▸ **Problem requirements**: Start at the line below containing "the base URL." and stop at the line containing "async fn share_delete(&self, request: &ShareDeleteRequest)". Repeat every line of that stretch exactly, and nothing outside it.
--- Extracted records Enclosed Below ---
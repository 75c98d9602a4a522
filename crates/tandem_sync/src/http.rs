//! HTTP transport for the share endpoint.

use crate::error::{SyncError, SyncResult};
use crate::protocol::{
    ShareCreateRequest, ShareCreateResponse, ShareDeleteRequest, ShareSyncRequest,
};
use crate::queue::REQUEST_TIMEOUT;
use crate::transport::ShareTransport;
use async_trait::async_trait;
use serde::de::DeserializeOwned;
use serde::Serialize;

/// JSON-over-HTTP client for the share endpoint.
///
/// POSTs to `<base_url>/share_create`, `/share_sync`, and `/share_delete`.
/// Every request carries a 30-second timeout; slower responses fail with
/// [`SyncError::Timeout`].
#[derive(Debug, Clone)]
pub struct HttpShareClient {
    base_url: String,
    client: reqwest::Client,
}

impl HttpShareClient {
    /// Creates a client for the given base URL.
    pub fn new(base_url: impl Into<String>) -> SyncResult<Self> {
        let client = reqwest::Client::builder()
            .timeout(REQUEST_TIMEOUT)
            .build()
            .map_err(|e| SyncError::transport(e.to_string()))?;
        Ok(Self {
            base_url: base_url.into().trim_end_matches('/').to_string(),
            client,
        })
    }

    /// Returns the base URL.
    #[must_use]
    pub fn base_url(&self) -> &str {
        &self.base_url
    }

    async fn post_json<Req, Res>(&self, endpoint: &str, request: &Req) -> SyncResult<Res>
    where
        Req: Serialize + Sync,
        Res: DeserializeOwned,
    {
        let url = format!("{}{}", self.base_url, endpoint);
        let response = self
            .client
            .post(&url)
            .json(request)
            .send()
            .await
            .map_err(map_reqwest_error)?;

        let status = response.status();
        if !status.is_success() {
            return Err(SyncError::RemoteStatus {
                status: status.as_u16(),
            });
        }

        response
            .json::<Res>()
            .await
            .map_err(|e| SyncError::protocol(e.to_string()))
    }

    async fn post_ack<Req>(&self, endpoint: &str, request: &Req) -> SyncResult<()>
    where
        Req: Serialize + Sync,
    {
        let url = format!("{}{}", self.base_url, endpoint);
        let response = self
            .client
            .post(&url)
            .json(request)
            .send()
            .await
            .map_err(map_reqwest_error)?;

        let status = response.status();
        if !status.is_success() {
            return Err(SyncError::RemoteStatus {
                status: status.as_u16(),
            });
        }
        Ok(())
    }
}

#[async_trait]
impl ShareTransport for HttpShareClient {
    async fn share_create(&self, request: &ShareCreateRequest) -> SyncResult<ShareCreateResponse> {
        self.post_json("/share_create", request).await
    }

    async fn share_sync(&self, request: &ShareSyncRequest) -> SyncResult<()> {
        self.post_ack("/share_sync", request).await
    }

    async fn share_delete(&self, request: &ShareDeleteRequest) -> SyncResult<()> {
        self.post_ack("/share_delete", request).await
    }
}

fn map_reqwest_error(e: reqwest::Error) -> SyncError {
    if e.is_timeout() {
        SyncError::Timeout {
            seconds: REQUEST_TIMEOUT.as_secs(),
        }
    } else {
        SyncError::transport(e.to_string())
    }
}

#[cfg(test)]
mod tests {
    use super::*;

    #[test]
    fn base_url_is_normalized() {
        let client = HttpShareClient::new("https://api.tandem.dev/").unwrap();
        assert_eq!(client.base_url(), "https://api.tandem.dev");
    }
}
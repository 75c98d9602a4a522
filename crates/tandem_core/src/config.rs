//! Core configuration.

use serde::{Deserialize, Serialize};

/// Environment variable overriding the share endpoint base URL.
pub const SHARE_URL_ENV: &str = "TANDEM_SHARE_URL";

/// Share endpoint for development builds.
const DEV_SHARE_URL: &str = "https://api.dev.tandem.chat";

/// Share endpoint for release builds.
const PROD_SHARE_URL: &str = "https://api.tandem.chat";

/// Sharing policy.
#[derive(Debug, Clone, Copy, PartialEq, Eq, Default, Serialize, Deserialize)]
#[serde(rename_all = "lowercase")]
pub enum SharePolicy {
    /// `share()` fails; nothing is ever published.
    Disabled,
    /// Sessions are shared only on explicit `share()` calls.
    #[default]
    Manual,
    /// Root sessions are shared automatically on creation, best-effort.
    Auto,
}

/// Configuration for the core.
#[derive(Debug, Clone)]
pub struct Config {
    /// Sharing policy.
    pub share: SharePolicy,
    /// Base URL of the share endpoint.
    pub share_base_url: String,
}

impl Config {
    /// Creates a configuration with defaults: manual sharing against the
    /// build-appropriate endpoint.
    #[must_use]
    pub fn new() -> Self {
        Self {
            share: SharePolicy::default(),
            share_base_url: default_share_base_url(),
        }
    }

    /// Creates a configuration honoring environment overrides
    /// ([`SHARE_URL_ENV`]).
    #[must_use]
    pub fn from_env() -> Self {
        let mut config = Self::new();
        if let Ok(url) = std::env::var(SHARE_URL_ENV) {
            if !url.is_empty() {
                config.share_base_url = url;
            }
        }
        config
    }

    /// Sets the sharing policy.
    #[must_use]
    pub fn with_share(mut self, share: SharePolicy) -> Self {
        self.share = share;
        self
    }

    /// Sets the share endpoint base URL.
    #[must_use]
    pub fn with_share_base_url(mut self, url: impl Into<String>) -> Self {
        self.share_base_url = url.into();
        self
    }
}

impl Default for Config {
    fn default() -> Self {
        Self::new()
    }
}

fn default_share_base_url() -> String {
    if cfg!(debug_assertions) {
        DEV_SHARE_URL.to_string()
    } else {
        PROD_SHARE_URL.to_string()
    }
}

#[cfg(test)]
mod tests {
    use super::*;

    #[test]
    fn defaults_are_manual_sharing() {
        let config = Config::new();
        assert_eq!(config.share, SharePolicy::Manual);
        assert!(!config.share_base_url.is_empty());
    }

    #[test]
    fn builder_overrides() {
        let config = Config::new()
            .with_share(SharePolicy::Auto)
            .with_share_base_url("http://localhost:9000");
        assert_eq!(config.share, SharePolicy::Auto);
        assert_eq!(config.share_base_url, "http://localhost:9000");
    }

    #[test]
    fn policy_serializes_lowercase() {
        let json = serde_json::to_string(&SharePolicy::Auto).unwrap();
        assert_eq!(json, "\"auto\"");
        let back: SharePolicy = serde_json::from_str("\"disabled\"").unwrap();
        assert_eq!(back, SharePolicy::Disabled);
    }
}
//! Error types for lock operations.

use thiserror::Error;

/// Result type for lock operations.
pub type LockResult<T> = Result<T, LockError>;

/// Errors that can occur while acquiring a lock.
#[derive(Debug, Error)]
pub enum LockError {
    /// The acquisition was not serviced within the requested deadline.
    ///
    /// The waiter has been removed from the queue; no residual entry
    /// remains.
    #[error("lock timeout on key {key:?} after {timeout_ms}ms")]
    Timeout {
        /// The contended key.
        key: String,
        /// The deadline that elapsed, in milliseconds.
        timeout_ms: u64,
    },
}

impl LockError {
    /// Creates a timeout error.
    pub fn timeout(key: impl Into<String>, timeout_ms: u64) -> Self {
        Self::Timeout {
            key: key.into(),
            timeout_ms,
        }
    }
}
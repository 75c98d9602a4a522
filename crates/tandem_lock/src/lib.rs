//! # Tandem Lock
//!
//! Per-key reader-writer lock manager for the Tandem core.
//!
//! This crate coordinates the logical tasks of a single process. Each string
//! key names an independent lock; locks for different keys never interact.
//!
//! ## Design Principles
//!
//! - Many concurrent readers or exactly one writer per key
//! - **Writer priority**: when a holder releases, queued writers are serviced
//!   before any queued reader, so reader-heavy contention cannot starve
//!   writers
//! - Timeout-bounded acquisition with guaranteed waiter cleanup
//! - Guards release on every exit path (RAII); double release is a no-op
//! - The lock table prunes idle keys, so sustained churn leaves no trace
//!
//! ## Example
//!
//! ```rust,ignore
//! use tandem_lock::LockManager;
//!
//! let locks = LockManager::new();
//! let guard = locks.write("session/ses_01").await;
//! // ... mutate the record ...
//! drop(guard); // queued writers are serviced first, then readers
//! ```

mod error;
mod guard;
mod manager;

pub use error::{LockError, LockResult};
pub use guard::{ReadGuard, WriteGuard};
pub use manager::{KeyDiagnostics, LockManager};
--- End of Enclosed Extracted records ---
▸ **Written response**:
    /// Returns the base URL.
    #[must_use]
    pub fn base_url(&self) -> &str {
        &self.base_url
    }

    async fn post_json<Req, Res>(&self, endpoint: &str, request: &Req) -> SyncResult<Res>
    where
        Req: Serialize + Sync,
        Res: DeserializeOwned,
    {
        let url = format!("{}{}", self.base_url, endpoint);
        let response = self
            .client
            .post(&url)
            .json(request)
            .send()
            .await
            .map_err(map_reqwest_error)?;

        let status = response.status();
        if !status.is_success() {
            return Err(SyncError::RemoteStatus {
                status: status.as_u16(),
            });
        }

        response
            .json::<Res>()
            .await
            .map_err(|e| SyncError::protocol(e.to_string()))
    }

    async fn post_ack<Req>(&self, endpoint: &str, request: &Req) -> SyncResult<()>
    where
        Req: Serialize + Sync,
    {
        let url = format!("{}{}", self.base_url, endpoint);
        let response = self
            .client
            .post(&url)
            .json(request)
            .send()
            .await
            .map_err(map_reqwest_error)?;

        let status = response.status();
        if !status.is_success() {
            return Err(SyncError::RemoteStatus {
                status: status.as_u16(),
            });
        }
        Ok(())
    }
}

#[async_trait]
impl ShareTransport for HttpShareClient {
    async fn share_create(&self, request: &ShareCreateRequest) -> SyncResult<ShareCreateResponse> {
        self.post_json("/share_create", request).await
    }

    async fn share_sync(&self, request: &ShareSyncRequest) -> SyncResult<()> {
        self.post_ack("/share_sync", request).await
    }

    async fn share_delete(&self, request: &ShareDeleteRequest) -> SyncResult<()> {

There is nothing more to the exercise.